- Exercise directions
Only lines with the word "GraphLookup" belong in the answer; copy them from the records below.

- Dataset content
---*---
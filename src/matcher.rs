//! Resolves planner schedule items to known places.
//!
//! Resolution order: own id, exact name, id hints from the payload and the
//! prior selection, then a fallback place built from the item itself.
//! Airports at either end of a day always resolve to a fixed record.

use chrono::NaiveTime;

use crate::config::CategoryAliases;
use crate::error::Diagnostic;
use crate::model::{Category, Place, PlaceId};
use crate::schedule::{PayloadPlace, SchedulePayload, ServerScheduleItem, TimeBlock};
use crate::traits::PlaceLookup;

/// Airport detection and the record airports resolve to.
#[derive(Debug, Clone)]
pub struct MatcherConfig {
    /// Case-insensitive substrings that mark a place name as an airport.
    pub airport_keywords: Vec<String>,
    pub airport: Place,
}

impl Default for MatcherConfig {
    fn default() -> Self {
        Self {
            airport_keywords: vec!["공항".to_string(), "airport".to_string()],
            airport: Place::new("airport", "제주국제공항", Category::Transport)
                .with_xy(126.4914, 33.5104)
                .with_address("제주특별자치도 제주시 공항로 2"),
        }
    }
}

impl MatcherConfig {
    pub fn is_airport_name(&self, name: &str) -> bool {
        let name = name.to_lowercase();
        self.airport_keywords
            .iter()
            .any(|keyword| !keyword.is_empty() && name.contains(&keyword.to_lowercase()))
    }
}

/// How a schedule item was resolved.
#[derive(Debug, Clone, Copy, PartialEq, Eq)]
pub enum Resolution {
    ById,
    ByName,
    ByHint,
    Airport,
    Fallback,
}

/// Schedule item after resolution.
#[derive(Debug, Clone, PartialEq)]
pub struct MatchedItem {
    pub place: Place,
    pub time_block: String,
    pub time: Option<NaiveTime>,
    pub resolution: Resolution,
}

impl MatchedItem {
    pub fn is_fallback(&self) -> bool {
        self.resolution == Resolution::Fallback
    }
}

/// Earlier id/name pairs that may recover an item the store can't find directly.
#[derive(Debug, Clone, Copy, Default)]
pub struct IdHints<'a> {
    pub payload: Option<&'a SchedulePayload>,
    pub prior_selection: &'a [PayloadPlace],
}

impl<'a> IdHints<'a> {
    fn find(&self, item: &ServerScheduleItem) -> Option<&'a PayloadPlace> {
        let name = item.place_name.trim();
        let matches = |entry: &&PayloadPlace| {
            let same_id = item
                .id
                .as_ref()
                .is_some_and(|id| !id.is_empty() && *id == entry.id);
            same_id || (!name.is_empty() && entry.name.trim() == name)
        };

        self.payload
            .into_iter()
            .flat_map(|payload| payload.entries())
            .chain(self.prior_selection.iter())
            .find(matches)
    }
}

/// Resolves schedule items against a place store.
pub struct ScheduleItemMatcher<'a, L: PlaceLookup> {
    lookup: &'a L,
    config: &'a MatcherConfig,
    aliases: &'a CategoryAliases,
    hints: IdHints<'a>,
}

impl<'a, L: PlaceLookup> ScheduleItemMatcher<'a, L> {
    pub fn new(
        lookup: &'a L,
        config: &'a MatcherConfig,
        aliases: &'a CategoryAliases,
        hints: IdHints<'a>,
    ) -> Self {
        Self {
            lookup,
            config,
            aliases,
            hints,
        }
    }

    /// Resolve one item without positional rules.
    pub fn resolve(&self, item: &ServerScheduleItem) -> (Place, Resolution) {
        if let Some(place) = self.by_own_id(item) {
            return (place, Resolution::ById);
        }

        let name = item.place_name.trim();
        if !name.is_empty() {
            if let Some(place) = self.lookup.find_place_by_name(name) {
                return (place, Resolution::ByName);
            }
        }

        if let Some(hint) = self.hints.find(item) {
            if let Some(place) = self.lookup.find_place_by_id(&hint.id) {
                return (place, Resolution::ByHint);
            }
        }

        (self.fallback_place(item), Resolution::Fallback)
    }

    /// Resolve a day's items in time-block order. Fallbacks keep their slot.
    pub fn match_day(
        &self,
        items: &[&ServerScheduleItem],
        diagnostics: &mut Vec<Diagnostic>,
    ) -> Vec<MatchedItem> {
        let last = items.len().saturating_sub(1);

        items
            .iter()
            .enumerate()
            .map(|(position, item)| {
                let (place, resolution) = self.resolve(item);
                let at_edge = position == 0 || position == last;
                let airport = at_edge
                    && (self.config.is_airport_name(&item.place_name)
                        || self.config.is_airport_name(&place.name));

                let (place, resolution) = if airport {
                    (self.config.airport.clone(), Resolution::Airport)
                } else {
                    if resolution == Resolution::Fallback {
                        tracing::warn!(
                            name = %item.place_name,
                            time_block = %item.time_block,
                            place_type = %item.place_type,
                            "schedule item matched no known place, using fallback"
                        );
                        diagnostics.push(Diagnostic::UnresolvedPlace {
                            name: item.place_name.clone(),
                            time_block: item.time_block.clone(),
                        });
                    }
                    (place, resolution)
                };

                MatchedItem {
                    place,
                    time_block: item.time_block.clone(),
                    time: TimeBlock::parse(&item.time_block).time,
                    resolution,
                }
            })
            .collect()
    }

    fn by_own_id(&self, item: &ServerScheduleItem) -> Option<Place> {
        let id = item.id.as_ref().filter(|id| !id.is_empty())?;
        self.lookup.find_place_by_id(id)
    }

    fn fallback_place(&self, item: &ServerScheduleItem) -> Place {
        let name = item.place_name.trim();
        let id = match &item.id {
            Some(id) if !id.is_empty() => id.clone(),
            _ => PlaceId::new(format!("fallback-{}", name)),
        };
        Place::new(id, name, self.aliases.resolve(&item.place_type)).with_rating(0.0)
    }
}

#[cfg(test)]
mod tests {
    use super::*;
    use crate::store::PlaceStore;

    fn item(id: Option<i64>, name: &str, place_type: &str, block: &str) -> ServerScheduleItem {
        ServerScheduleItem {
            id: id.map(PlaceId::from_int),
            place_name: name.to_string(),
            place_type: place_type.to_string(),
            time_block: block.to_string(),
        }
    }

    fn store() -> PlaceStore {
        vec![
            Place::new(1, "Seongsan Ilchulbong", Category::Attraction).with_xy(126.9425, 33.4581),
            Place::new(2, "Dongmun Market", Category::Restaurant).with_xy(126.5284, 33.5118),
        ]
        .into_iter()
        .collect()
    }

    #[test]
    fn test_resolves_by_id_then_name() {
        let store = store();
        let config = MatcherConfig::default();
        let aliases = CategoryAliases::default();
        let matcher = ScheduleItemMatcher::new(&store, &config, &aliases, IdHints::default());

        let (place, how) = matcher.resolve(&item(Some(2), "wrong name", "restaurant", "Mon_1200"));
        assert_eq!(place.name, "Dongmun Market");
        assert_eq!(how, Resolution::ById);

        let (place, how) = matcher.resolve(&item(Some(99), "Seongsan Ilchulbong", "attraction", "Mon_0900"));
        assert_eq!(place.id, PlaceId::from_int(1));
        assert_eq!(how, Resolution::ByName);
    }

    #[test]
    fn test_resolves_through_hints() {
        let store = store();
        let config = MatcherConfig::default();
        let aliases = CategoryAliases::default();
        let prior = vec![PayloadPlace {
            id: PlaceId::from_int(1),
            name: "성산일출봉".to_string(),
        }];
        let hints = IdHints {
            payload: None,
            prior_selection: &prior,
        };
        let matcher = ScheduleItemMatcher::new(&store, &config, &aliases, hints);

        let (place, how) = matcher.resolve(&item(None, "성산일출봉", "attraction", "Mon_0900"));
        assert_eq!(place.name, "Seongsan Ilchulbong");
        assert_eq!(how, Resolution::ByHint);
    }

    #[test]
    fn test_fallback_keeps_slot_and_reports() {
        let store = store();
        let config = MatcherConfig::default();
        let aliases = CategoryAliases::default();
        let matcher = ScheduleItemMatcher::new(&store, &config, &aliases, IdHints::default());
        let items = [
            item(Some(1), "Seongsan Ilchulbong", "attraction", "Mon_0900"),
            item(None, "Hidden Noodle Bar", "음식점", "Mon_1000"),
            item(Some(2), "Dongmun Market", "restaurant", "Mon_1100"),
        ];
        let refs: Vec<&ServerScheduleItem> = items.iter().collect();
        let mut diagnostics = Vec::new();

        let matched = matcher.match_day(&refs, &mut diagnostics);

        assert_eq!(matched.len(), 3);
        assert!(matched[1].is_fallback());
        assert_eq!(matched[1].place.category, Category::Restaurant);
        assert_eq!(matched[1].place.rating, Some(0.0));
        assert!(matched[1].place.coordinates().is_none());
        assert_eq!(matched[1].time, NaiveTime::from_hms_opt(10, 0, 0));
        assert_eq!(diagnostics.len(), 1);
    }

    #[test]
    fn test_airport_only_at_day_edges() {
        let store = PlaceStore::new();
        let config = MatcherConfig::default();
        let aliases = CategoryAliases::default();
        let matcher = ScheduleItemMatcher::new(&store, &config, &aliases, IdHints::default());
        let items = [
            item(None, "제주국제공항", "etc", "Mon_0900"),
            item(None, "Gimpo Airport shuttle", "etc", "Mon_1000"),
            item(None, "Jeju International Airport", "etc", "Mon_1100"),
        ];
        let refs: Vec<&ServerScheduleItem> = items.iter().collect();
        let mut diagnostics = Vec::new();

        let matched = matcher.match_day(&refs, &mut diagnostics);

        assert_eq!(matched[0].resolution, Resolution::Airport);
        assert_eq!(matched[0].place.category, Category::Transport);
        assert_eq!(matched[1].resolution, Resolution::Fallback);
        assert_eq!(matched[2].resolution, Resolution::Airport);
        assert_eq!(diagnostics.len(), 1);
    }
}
---*---
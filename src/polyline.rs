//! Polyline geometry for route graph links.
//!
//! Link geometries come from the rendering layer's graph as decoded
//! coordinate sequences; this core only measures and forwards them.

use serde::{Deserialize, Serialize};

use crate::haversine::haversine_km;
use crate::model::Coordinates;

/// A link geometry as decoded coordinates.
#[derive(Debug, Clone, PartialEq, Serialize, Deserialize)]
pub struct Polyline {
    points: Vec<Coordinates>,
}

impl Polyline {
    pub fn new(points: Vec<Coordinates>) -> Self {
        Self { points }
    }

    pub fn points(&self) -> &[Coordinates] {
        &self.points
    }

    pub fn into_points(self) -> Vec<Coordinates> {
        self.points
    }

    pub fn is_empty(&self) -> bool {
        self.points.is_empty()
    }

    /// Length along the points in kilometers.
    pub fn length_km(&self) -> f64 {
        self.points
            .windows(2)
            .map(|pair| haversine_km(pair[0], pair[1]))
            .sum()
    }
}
---*---
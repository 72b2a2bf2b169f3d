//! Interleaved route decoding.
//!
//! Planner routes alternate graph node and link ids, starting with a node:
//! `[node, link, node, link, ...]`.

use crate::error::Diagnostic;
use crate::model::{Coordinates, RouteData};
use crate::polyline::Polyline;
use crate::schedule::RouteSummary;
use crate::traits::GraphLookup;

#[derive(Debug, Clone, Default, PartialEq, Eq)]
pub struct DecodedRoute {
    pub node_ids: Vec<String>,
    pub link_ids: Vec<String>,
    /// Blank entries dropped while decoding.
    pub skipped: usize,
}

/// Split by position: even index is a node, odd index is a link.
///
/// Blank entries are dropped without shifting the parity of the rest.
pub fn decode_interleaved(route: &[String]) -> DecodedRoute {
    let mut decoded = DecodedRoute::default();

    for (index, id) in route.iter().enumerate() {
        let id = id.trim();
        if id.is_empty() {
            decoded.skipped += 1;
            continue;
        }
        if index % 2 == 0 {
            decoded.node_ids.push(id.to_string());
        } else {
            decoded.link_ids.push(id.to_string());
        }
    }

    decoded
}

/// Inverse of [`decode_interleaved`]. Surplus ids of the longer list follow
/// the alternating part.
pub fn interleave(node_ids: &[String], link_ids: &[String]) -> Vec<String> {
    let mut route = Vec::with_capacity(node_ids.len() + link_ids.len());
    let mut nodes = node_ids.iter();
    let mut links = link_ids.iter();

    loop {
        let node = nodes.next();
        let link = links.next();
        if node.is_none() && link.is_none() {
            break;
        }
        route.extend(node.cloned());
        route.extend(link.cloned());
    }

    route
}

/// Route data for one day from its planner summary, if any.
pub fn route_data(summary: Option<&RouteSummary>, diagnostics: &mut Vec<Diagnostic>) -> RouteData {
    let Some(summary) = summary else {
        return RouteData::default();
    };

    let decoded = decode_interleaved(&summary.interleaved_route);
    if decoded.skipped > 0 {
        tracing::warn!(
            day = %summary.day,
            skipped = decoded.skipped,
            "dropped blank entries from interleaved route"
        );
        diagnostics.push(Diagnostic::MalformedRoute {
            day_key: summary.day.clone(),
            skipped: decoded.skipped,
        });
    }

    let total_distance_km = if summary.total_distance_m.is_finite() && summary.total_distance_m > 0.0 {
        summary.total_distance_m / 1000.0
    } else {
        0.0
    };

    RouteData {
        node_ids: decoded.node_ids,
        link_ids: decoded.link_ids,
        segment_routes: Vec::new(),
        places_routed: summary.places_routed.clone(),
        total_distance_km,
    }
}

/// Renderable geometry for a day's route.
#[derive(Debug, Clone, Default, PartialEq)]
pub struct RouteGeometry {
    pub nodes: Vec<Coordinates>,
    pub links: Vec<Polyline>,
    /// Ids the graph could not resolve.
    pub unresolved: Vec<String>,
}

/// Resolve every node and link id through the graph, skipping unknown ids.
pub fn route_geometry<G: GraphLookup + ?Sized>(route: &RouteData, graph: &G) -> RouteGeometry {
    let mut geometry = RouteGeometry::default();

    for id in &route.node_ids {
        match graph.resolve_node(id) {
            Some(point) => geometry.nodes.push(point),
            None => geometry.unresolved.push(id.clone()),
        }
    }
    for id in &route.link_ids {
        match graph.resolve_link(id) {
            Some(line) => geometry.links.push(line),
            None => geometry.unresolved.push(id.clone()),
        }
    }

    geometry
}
---*---
- Result of the exercise
use crate::traits::GraphLookup;
pub fn route_geometry<G: GraphLookup + ?Sized>(route: &RouteData, graph: &G) -> RouteGeometry {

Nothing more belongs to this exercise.